Rules to Better DevOps using GitHub (Actions) - 11 Rules
If you still need help, visit our DevOps consulting page and book in a consultant.
Learn more about Scrum with GitHub.
The goal of DevOps is to improve collaboration and communication between software development and IT operations teams, in order to deliver high-quality software products quickly and efficiently.
DevOps aims to automate the software development and delivery process, by implementing practices such as continuous integration, continuous delivery, and continuous deployment. This helps to reduce the time it takes to develop and release software, while also improving the quality and reliability of the final product.
You should know what's going on with your errors and usage.
The goal should be:
A client calls and says: "I'm having problems with your software."

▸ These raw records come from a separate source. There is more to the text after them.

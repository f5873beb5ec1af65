// SPDX-License-Identifier: MIT
// Copyright (c) 2026 Alfred Jean LLC

//! Shared argument structs and value parsers for CLI commands.

use clap::{Args, ValueEnum};
use fieldsync_core::{ItemStatus, ItemType};

/// Output format for commands supporting structured output.
#[derive(Clone, Copy, Debug, Default, PartialEq, Eq, ValueEnum)]
pub enum OutputFormat {
    #[default]
    Text,
    Json,
}

/// Output format selection.
#[derive(Args, Clone, Copy, Debug, Default)]
pub struct OutputArgs {
    /// Output format (text, json)
    #[arg(long = "output", short = 'o', value_enum, default_value = "text")]
    pub output: OutputFormat,
}

pub(crate) fn parse_item_type(s: &str) -> Result<ItemType, String> {
    s.parse().map_err(|e: fieldsync_core::Error| e.to_string())
}

pub(crate) fn parse_status(s: &str) -> Result<ItemStatus, String> {
    s.parse().map_err(|e: fieldsync_core::Error| e.to_string())
}

/// Parse a string that must not be empty or whitespace-only.
pub(crate) fn non_empty_string(s: &str) -> Result<String, String> {
    if s.trim().is_empty() {
        Err("cannot be empty".to_string())
    } else {
        Ok(s.to_string())
    }
}
// SPDX-License-Identifier: MIT
// Copyright (c) 2026 Alfred Jean LLC

#![allow(clippy::unwrap_used)]

use super::*;
use yare::parameterized;

fn session(session_id: &str, start_time: i64) -> RecordingSession {
    RecordingSession {
        id: session_id.to_string(),
        session_id: session_id.to_string(),
        start_time,
        end_time: None,
        is_active: false,
        enabled_sensors: Vec::new(),
        sample_rate: 50,
        data_count: 0,
        notes: None,
        is_uploaded: false,
    }
}

fn sample(session_id: &str, sensor_type: &str, timestamp: i64) -> SensorDataRecord {
    SensorDataRecord {
        id: "d1".into(),
        session_id: session_id.to_string(),
        sensor_type: sensor_type.to_string(),
        timestamp,
        x: None,
        y: None,
        z: None,
        latitude: None,
        longitude: None,
        altitude: None,
        accuracy: None,
        speed: None,
        heading: None,
        is_uploaded: false,
    }
}

fn audio(session_id: &str, timestamp: i64) -> AudioRecording {
    AudioRecording {
        id: "a1".into(),
        session_id: session_id.to_string(),
        timestamp,
        file_path: "/rec/a1.m4a".into(),
        file_size: 1,
        duration: 1.0,
        sample_rate: 44_100,
        channels: 1,
        format: "m4a".into(),
        is_uploaded: false,
        uploaded_url: None,
    }
}

#[test]
fn default_allows_everything() {
    let filter = SyncFilter::default();
    assert!(filter.is_unrestricted());
    assert!(filter.matches_session(&session("s1", 0)));
    assert!(filter.matches_sample(&sample("s1", "gps", 0)));
    assert!(filter.matches_audio(&audio("s1", 0)));
}

#[parameterized(
    audio_only_session = { SyncFilter::audio_only(), ItemType::Session, false },
    audio_only_audio = { SyncFilter::audio_only(), ItemType::Audio, true },
    metadata_only_session = { SyncFilter::metadata_only(), ItemType::Session, true },
    metadata_only_samples = { SyncFilter::metadata_only(), ItemType::SensorData, false },
    no_audio_audio = { SyncFilter::no_audio(), ItemType::Audio, false },
    no_audio_samples = { SyncFilter::no_audio(), ItemType::SensorData, true },
)]
fn presets_select_types(filter: SyncFilter, item_type: ItemType, allowed: bool) {
    assert_eq!(filter.allows_type(item_type), allowed);
}

#[test]
fn exclude_audio_wins_over_type_list() {
    let filter = SyncFilter {
        item_types: vec![ItemType::Audio],
        exclude_audio: true,
        ..SyncFilter::default()
    };
    assert!(!filter.matches_audio(&audio("s1", 0)));
}

#[test]
fn session_list_applies_to_every_record_kind() {
    let filter = SyncFilter {
        session_ids: vec!["s2".into()],
        ..SyncFilter::default()
    };
    assert!(!filter.matches_session(&session("s1", 0)));
    assert!(filter.matches_session(&session("s2", 0)));
    assert!(!filter.matches_sample(&sample("s1", "gps", 0)));
    assert!(filter.matches_audio(&audio("s2", 0)));
}

#[test]
fn excluded_sensor_types_ignore_case() {
    let filter = SyncFilter {
        exclude_sensor_types: vec!["GPS".into()],
        ..SyncFilter::default()
    };
    assert!(!filter.matches_sample(&sample("s1", "gps", 0)));
    assert!(filter.matches_sample(&sample("s1", "accelerometer", 0)));
}

#[parameterized(
    before = { 99, false },
    at_start = { 100, true },
    inside = { 150, true },
    at_end = { 200, true },
    after = { 201, false },
)]
fn time_range_is_inclusive(time: i64, allowed: bool) {
    let filter = SyncFilter {
        since: Some(100),
        until: Some(200),
        ..SyncFilter::default()
    };
    assert_eq!(filter.matches_sample(&sample("s1", "gps", time)), allowed);
    assert_eq!(filter.matches_session(&session("s1", time)), allowed);
    assert_eq!(filter.matches_audio(&audio("s1", time)), allowed);
}

#[test]
fn parses_from_partial_document() {
    let filter: SyncFilter =
        serde_json::from_str(r#"{"item_types":["session","audio"],"since":5}"#).unwrap();
    assert_eq!(filter.item_types, vec![ItemType::Session, ItemType::Audio]);
    assert_eq!(filter.since, Some(5));
    assert!(!filter.exclude_audio);
}
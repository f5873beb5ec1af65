// SPDX-License-Identifier: MIT
// Copyright (c) 2026 Alfred Jean LLC

//! SQLite-backed durable store for sync items.
//!
//! The [`SyncItemStore`] is the single source of truth for item status. Every
//! state transition is written through before the caller continues, so a
//! crash mid-dispatch leaves the item `in_progress` rather than losing it.
//! [`SyncItemStore::open`] requeues such interrupted items.

use std::collections::HashSet;
use std::path::Path;
use std::sync::{Arc, Mutex, MutexGuard};

use rusqlite::{params, Connection, OptionalExtension, Row};

use crate::clock::{ClockSource, SystemClock};
use crate::error::{Error, Result};
use crate::history::{PassStatistics, SyncPass, PASS_HISTORY_LIMIT};
use crate::id::generate_unique_id;
use crate::item::{
    split_record_ids, ItemStatus, ItemType, NewSyncItem, QueueStats, SyncItem,
    DEFAULT_MAX_RETRIES,
};

/// SQL schema for the sync queue.
pub const SCHEMA: &str = r#"
CREATE TABLE IF NOT EXISTS sync_queue (
    id TEXT PRIMARY KEY,
    session_id TEXT NOT NULL,
    item_type TEXT NOT NULL,
    item_id TEXT NOT NULL,
    status TEXT NOT NULL DEFAULT 'pending',
    priority INTEGER NOT NULL DEFAULT 0,
    retry_count INTEGER NOT NULL DEFAULT 0,
    max_retries INTEGER NOT NULL DEFAULT 3,
    error_message TEXT,
    last_attempt_at INTEGER,
    completed_at INTEGER,
    created_at INTEGER NOT NULL,
    updated_at INTEGER NOT NULL,
    CHECK (retry_count <= max_retries)
);

CREATE INDEX IF NOT EXISTS idx_sync_queue_status ON sync_queue(status);
CREATE INDEX IF NOT EXISTS idx_sync_queue_dispatch ON sync_queue(status, priority DESC, created_at ASC);
CREATE INDEX IF NOT EXISTS idx_sync_queue_session ON sync_queue(session_id);
CREATE INDEX IF NOT EXISTS idx_sync_queue_item ON sync_queue(item_type, item_id);

CREATE TABLE IF NOT EXISTS sync_passes (
    id INTEGER PRIMARY KEY AUTOINCREMENT,
    started_at INTEGER NOT NULL,
    duration_ms INTEGER NOT NULL,
    success INTEGER NOT NULL,
    enqueued INTEGER NOT NULL,
    error TEXT
);
"#;

const SELECT_COLUMNS: &str = "id, session_id, item_type, item_id, status, priority,
    retry_count, max_retries, error_message, last_attempt_at, next_retry_at,
    completed_at, created_at, updated_at";

/// Dispatch order: highest priority first, then oldest, then insertion order.
const DISPATCH_ORDER: &str = "ORDER BY priority DESC, created_at ASC, rowid ASC";

/// Parse a string value from the database, returning a rusqlite error on parse failure.
fn parse_db<T: std::str::FromStr>(
    value: &str,
    column: &str,
) -> std::result::Result<T, rusqlite::Error> {
    value.parse().map_err(|_| {
        rusqlite::Error::FromSqlConversionFailure(
            0,
            rusqlite::types::Type::Text,
            Box::new(Error::CorruptedData(format!(
                "invalid value '{value}' in column '{column}'"
            ))),
        )
    })
}

fn row_to_item(row: &Row<'_>) -> std::result::Result<SyncItem, rusqlite::Error> {
    let type_str: String = row.get(2)?;
    let status_str: String = row.get(4)?;

    Ok(SyncItem {
        id: row.get(0)?,
        session_id: row.get(1)?,
        item_type: parse_db(&type_str, "item_type")?,
        item_id: row.get(3)?,
        status: parse_db(&status_str, "status")?,
        priority: row.get(5)?,
        retry_count: row.get(6)?,
        max_retries: row.get(7)?,
        error_message: row.get(8)?,
        last_attempt_at: row.get(9)?,
        next_retry_at: row.get(10)?,
        completed_at: row.get(11)?,
        created_at: row.get(12)?,
        updated_at: row.get(13)?,
    })
}

/// Run schema creation and all migrations on a database connection.
pub fn run_migrations(conn: &Connection) -> Result<()> {
    conn.execute_batch(SCHEMA)?;
    migrate_add_next_retry_at(conn)?;
    Ok(())
}

/// Migration: Add next_retry_at column to queues created before retry scheduling.
fn migrate_add_next_retry_at(conn: &Connection) -> Result<()> {
    let has_column: bool = conn.query_row(
        "SELECT COUNT(*) > 0 FROM pragma_table_info('sync_queue') WHERE name = 'next_retry_at'",
        [],
        |row| row.get(0),
    )?;

    if !has_column {
        conn.execute("ALTER TABLE sync_queue ADD COLUMN next_retry_at INTEGER", [])?;
    }
    conn.execute(
        "CREATE INDEX IF NOT EXISTS idx_sync_queue_retry ON sync_queue(next_retry_at)",
        [],
    )?;
    Ok(())
}

/// Durable CRUD and query surface for [`SyncItem`]s.
pub struct SyncItemStore {
    conn: Mutex<Connection>,
    clock: Arc<dyn ClockSource>,
}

Your answer: "Yes I know. Each morning we check the health of the app and we already saw a new exception. So I already have an engineer working on it."
Take this survey to find out your DevOps index.
Before you begin your journey into DevOps, you should assess yourself and see where your project is at and where you can improve.
Once you’ve identified the manual processes in Stage 1, you can start looking at automation. The two best tools for build and release automation are Github and Azure DevOps.
Now that your team is spending less time deploying the application, you’ve got more time to improve other aspects of the application, but first you need to know what to improve.
Here are a few easy things to gather metrics on:
Application Logging (Exceptions)
See how many errors are being produced, aim to reduce this as the produce matures:
- Do you use the best exception handling library?
- Application Insights
- RayGun.io
- Visual Studio App Center(for mobile)
But it's not only exceptions you should be looking at but also how your users are using the application, so you can see where you should invest your time:
- Application Insights
- Google Analytics
- RayGun.io (Pulse)
Application Metrics
Application/Server performance – track how your code is running in production, that way you can tell if you need to provision more servers or increase hardware specs to keep up with demand
Process Metrics
Collecting stats about the application isn't enough, you also need to be able to measure the time spent in the processes used to develop and maintain the application. You should keep an eye on and measure:
- Sprint Velocity
- Time spent in testing
- Time spent deploying
- Time spent getting a new developer up to speed
- Time spent in Scrum ceremonies
- Time taken for a bug to be fixed and deployed to production
Code Metrics
The last set of metrics you should be looking at revolves around the code and how maintainable it is. You can use tools like:
- Code Analysis
- SonarQube
Now that you’ve got the numbers, you can then make decisions on what needs improvement and go through the DevOps cycle again.
Here are some examples:
-
For exceptions, review your exception log (ELMAH, RayGun, HockeyApp)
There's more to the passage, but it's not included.